INSTRUCTIONS FOR THE TASK
Print the records exactly as they are written.

WORKING DATA
//! Viewer application: a small ray traced scene.

use std::path::PathBuf;

use glam::{Quat, Vec3};
use tracing::info;
use winit::event::ElementState;
use winit::keyboard::{KeyCode, PhysicalKey};

use lumen_app::{
    load_shaders, AppContext, Camera, FrameContext, LumenApp, SceneRenderer, WindowEvent,
};
use lumen_scene::{
    primitives, Entity, MaterialLibrary, MaterialSource, MeshRenderer, Scene, Transform,
    VulkanSceneBackend,
};

/// Camera orbit speed in radians per second.
const ORBIT_SPEED: f32 = 0.3;
const ORBIT_RADIUS: f32 = 6.0;
const ORBIT_HEIGHT: f32 = 3.0;

/// Cube spin in radians per second.
const SPIN_SPEED: f32 = 0.8;

/// Options the app reads itself (from CLI).
#[derive(Debug, Clone, Default, PartialEq)]
pub struct ViewerOptions {
    pub ground_texture: Option<PathBuf>,
}

impl ViewerOptions {
    pub fn from_args() -> Self {
        Self::parse(std::env::args().skip(1))
    }

    fn parse(args: impl IntoIterator<Item = String>) -> Self {
        let mut options = Self::default();
        let mut args = args.into_iter();
        while let Some(arg) = args.next() {
            if arg == "--texture" {
                options.ground_texture = args.next().map(PathBuf::from);
            }
        }
        options
    }
}

pub struct Viewer {
    scene: Scene,
    materials: MaterialLibrary,
    renderer: SceneRenderer,
    camera: Camera,
    cube: Entity,
    orbit_angle: f32,
    spin_angle: f32,
    paused: bool,
}

impl LumenApp for Viewer {
    fn init(ctx: &mut AppContext) -> anyhow::Result<Self> {
        let options = ViewerOptions::from_args();

        let shaders = load_shaders(&ctx.config.shader_dir)?;
        let mut renderer = SceneRenderer::new(ctx, &shaders)?;

        let mut materials = MaterialLibrary::new();
        let (ground, red) = {
            let mut uploader = renderer.texture_uploader(ctx);
            let ground = materials.try_to_load_material(
                &MaterialSource {
                    base_color_texture: options.ground_texture.clone(),
                    ..MaterialSource::colored("ground", [0.8, 0.8, 0.8, 1.0])
                },
                &mut uploader,
            );
            let red = materials.try_to_load_material(
                &MaterialSource {
                    metallic_factor: 0.2,
                    roughness_factor: 0.4,
                    ..MaterialSource::colored("red", [0.9, 0.15, 0.1, 1.0])
                },
                &mut uploader,
            );
            (ground, red)
        };
        info!(
            materials = materials.len(),
            textures = renderer.textures().len(),
            "Materials loaded"
        );

        let mut scene = Scene::new();
        let plane = scene.add_mesh(primitives::plane(10.0))?;
        let cube_mesh = scene.add_mesh(primitives::cube(1.0))?;

        scene.spawn((
            Transform::default(),
            MeshRenderer {
                mesh: plane,
                material: ground,
            },
        ));
        let cube = scene.spawn((
            Transform::from_position(Vec3::new(0.0, 1.0, 0.0)),
            MeshRenderer {
                mesh: cube_mesh,
                material: red,
            },
        ));

        let mut camera = Camera::looking_at(
            Vec3::new(ORBIT_RADIUS, ORBIT_HEIGHT, 0.0),
            Vec3::ZERO,
            ctx.aspect_ratio(),
        );
        camera.look_at(Vec3::new(0.0, 0.5, 0.0));

        Ok(Self {
            scene,
            materials,
            renderer,
            camera,
            cube,
            orbit_angle: 0.0,
            spin_angle: 0.0,
            paused: false,
        })
    }

    fn update(&mut self, ctx: &mut AppContext, dt: f32) -> anyhow::Result<()> {
        if !self.paused {
            self.orbit_angle += ORBIT_SPEED * dt;
            self.spin_angle += SPIN_SPEED * dt;
        }

        self.camera.position = Vec3::new(
            ORBIT_RADIUS * self.orbit_angle.cos(),
            ORBIT_HEIGHT,
            ORBIT_RADIUS * self.orbit_angle.sin(),
        );
        self.camera.look_at(Vec3::new(0.0, 0.5, 0.0));

        let mut backend = VulkanSceneBackend::new(&ctx.gpu, &ctx.rt, &mut ctx.deletion);
        let created = self.scene.execute_entity_create_queue(&mut backend)?;
        if created > 0 {
            info!(created, "Entities uploaded");
        }

        if !self.paused {
            self.scene.set_transform(
                self.cube,
                Transform::from_position(Vec3::new(0.0, 1.0, 0.0))
                    .with_rotation(Quat::from_rotation_y(self.spin_angle)),
            )?;
        }
        self.scene.update_tlas(&mut backend)?;

        self.materials.sync_gpu_buffer(&ctx.gpu, &mut ctx.deletion)?;
        Ok(())
    }

    fn render(&mut self, ctx: &mut AppContext, frame: &mut FrameContext) -> anyhow::Result<()> {
        self.renderer
            .render_scene(ctx, frame, &self.scene, &self.materials, &self.camera)
    }

    fn on_resize(&mut self, ctx: &mut AppContext, width: u32, height: u32) -> anyhow::Result<()> {
        self.camera.set_aspect(width as f32 / height.max(1) as f32);
        self.renderer.resize(ctx)
    }

    fn on_event(&mut self, event: &WindowEvent) -> bool {
        if let WindowEvent::KeyboardInput { event, .. } = event {
            if event.state == ElementState::Pressed
                && !event.repeat
                && event.physical_key == PhysicalKey::Code(KeyCode::Space)
            {
                self.paused = !self.paused;
                info!(paused = self.paused, "Animation toggled");
                return true;
            }
        }
        false
    }

    fn cleanup(&mut self, ctx: &mut AppContext) {
        self.renderer.destroy(ctx);
        self.materials.destroy(&ctx.gpu, &mut ctx.deletion);
        let mut backend = VulkanSceneBackend::new(&ctx.gpu, &ctx.rt, &mut ctx.deletion);
        self.scene.destroy(&mut backend);
    }
}

#[cfg(test)]
mod tests {
    use super::*;

    #[test]
    fn texture_flag_is_picked_up() {
        let args = ["--vsync", "--texture", "ground.png"].map(String::from);
        let options = ViewerOptions::parse(args);
        assert_eq!(options.ground_texture, Some(PathBuf::from("ground.png")));
        assert_eq!(ViewerOptions::parse(Vec::new()), ViewerOptions::default());
    }
}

ANSWER SPACE
//! Viewer application: a small ray traced scene.

use std::path::PathBuf;

use glam::{Quat, Vec3};
use tracing::info;
use winit::event::ElementState;
use winit::keyboard::{KeyCode, PhysicalKey};

use lumen_app::{
    load_shaders, AppContext, Camera, FrameContext, LumenApp, SceneRenderer, WindowEvent,
};
use lumen_scene::{
    primitives, Entity, MaterialLibrary, MaterialSource, MeshRenderer, Scene, Transform,
    VulkanSceneBackend,
};

/// Camera orbit speed in radians per second.
const ORBIT_SPEED: f32 = 0.3;
const ORBIT_RADIUS: f32 = 6.0;
const ORBIT_HEIGHT: f32 = 3.0;

/// Cube spin in radians per second.
const SPIN_SPEED: f32 = 0.8;

/// Options the app reads itself (from CLI).
#[derive(Debug, Clone, Default, PartialEq)]
pub struct ViewerOptions {
    pub ground_texture: Option<PathBuf>,
}

impl ViewerOptions {
    pub fn from_args() -> Self {
        Self::parse(std::env::args().skip(1))
    }

    fn parse(args: impl IntoIterator<Item = String>) -> Self {
        let mut options = Self::default();
        let mut args = args.into_iter();
        while let Some(arg) = args.next() {
            if arg == "--texture" {
                options.ground_texture = args.next().map(PathBuf::from);
            }
        }
        options
    }
}

pub struct Viewer {
    scene: Scene,
    materials: MaterialLibrary,
    renderer: SceneRenderer,
    camera: Camera,
    cube: Entity,
    orbit_angle: f32,
    spin_angle: f32,
    paused: bool,
}

impl LumenApp for Viewer {
    fn init(ctx: &mut AppContext) -> anyhow::Result<Self> {
        let options = ViewerOptions::from_args();

        let shaders = load_shaders(&ctx.config.shader_dir)?;
        let mut renderer = SceneRenderer::new(ctx, &shaders)?;

        let mut materials = MaterialLibrary::new();
        let (ground, red) = {
            let mut uploader = renderer.texture_uploader(ctx);
            let ground = materials.try_to_load_material(
                &MaterialSource {
                    base_color_texture: options.ground_texture.clone(),
                    ..MaterialSource::colored("ground", [0.8, 0.8, 0.8, 1.0])
                },
                &mut uploader,
            );
            let red = materials.try_to_load_material(
                &MaterialSource {
                    metallic_factor: 0.2,
                    roughness_factor: 0.4,
                    ..MaterialSource::colored("red", [0.9, 0.15, 0.1, 1.0])
                },
                &mut uploader,
            );
            (ground, red)
        };
        info!(
            materials = materials.len(),
            textures = renderer.textures().len(),
            "Materials loaded"
        );

        let mut scene = Scene::new();
        let plane = scene.add_mesh(primitives::plane(10.0))?;
        let cube_mesh = scene.add_mesh(primitives::cube(1.0))?;

        scene.spawn((
            Transform::default(),
            MeshRenderer {
                mesh: plane,
                material: ground,
            },
        ));
        let cube = scene.spawn((
            Transform::from_position(Vec3::new(0.0, 1.0, 0.0)),
            MeshRenderer {
                mesh: cube_mesh,
                material: red,
            },
        ));

        let mut camera = Camera::looking_at(
            Vec3::new(ORBIT_RADIUS, ORBIT_HEIGHT, 0.0),
            Vec3::ZERO,
            ctx.aspect_ratio(),
        );
        camera.look_at(Vec3::new(0.0, 0.5, 0.0));

        Ok(Self {
            scene,
            materials,
            renderer,
            camera,
            cube,
            orbit_angle: 0.0,
            spin_angle: 0.0,
            paused: false,
        })
    }

    fn update(&mut self, ctx: &mut AppContext, dt: f32) -> anyhow::Result<()> {
        if !self.paused {
            self.orbit_angle += ORBIT_SPEED * dt;
            self.spin_angle += SPIN_SPEED * dt;
        }

        self.camera.position = Vec3::new(
            ORBIT_RADIUS * self.orbit_angle.cos(),
            ORBIT_HEIGHT,
            ORBIT_RADIUS * self.orbit_angle.sin(),
        );
        self.camera.look_at(Vec3::new(0.0, 0.5, 0.0));

        let mut backend = VulkanSceneBackend::new(&ctx.gpu, &ctx.rt, &mut ctx.deletion);
        let created = self.scene.execute_entity_create_queue(&mut backend)?;
        if created > 0 {
            info!(created, "Entities uploaded");
        }

        if !self.paused {
            self.scene.set_transform(
                self.cube,
                Transform::from_position(Vec3::new(0.0, 1.0, 0.0))
                    .with_rotation(Quat::from_rotation_y(self.spin_angle)),
            )?;
        }
        self.scene.update_tlas(&mut backend)?;

        self.materials.sync_gpu_buffer(&ctx.gpu, &mut ctx.deletion)?;
        Ok(())
    }

    fn render(&mut self, ctx: &mut AppContext, frame: &mut FrameContext) -> anyhow::Result<()> {
        self.renderer
            .render_scene(ctx, frame, &self.scene, &self.materials, &self.camera)
    }

    fn on_resize(&mut self, ctx: &mut AppContext, width: u32, height: u32) -> anyhow::Result<()> {
        self.camera.set_aspect(width as f32 / height.max(1) as f32);
        self.renderer.resize(ctx)
    }

    fn on_event(&mut self, event: &WindowEvent) -> bool {
        if let WindowEvent::KeyboardInput { event, .. } = event {
            if event.state == ElementState::Pressed
                && !event.repeat
                && event.physical_key == PhysicalKey::Code(KeyCode::Space)
            {
                self.paused = !self.paused;
                info!(paused = self.paused, "Animation toggled");
                return true;
            }
        }
        false
    }

    fn cleanup(&mut self, ctx: &mut AppContext) {
        self.renderer.destroy(ctx);
        self.materials.destroy(&ctx.gpu, &mut ctx.deletion);
        let mut backend = VulkanSceneBackend::new(&ctx.gpu, &ctx.rt, &mut ctx.deletion);
        self.scene.destroy(&mut backend);
    }
}

#[cfg(test)]
mod tests {
    use super::*;

    #[test]
    fn texture_flag_is_picked_up() {
        let args = ["--vsync", "--texture", "ground.png"].map(String::from);
        let options = ViewerOptions::parse(args);
        assert_eq!(options.ground_texture, Some(PathBuf::from("ground.png")));
        assert_eq!(ViewerOptions::parse(Vec::new()), ViewerOptions::default());
    }
}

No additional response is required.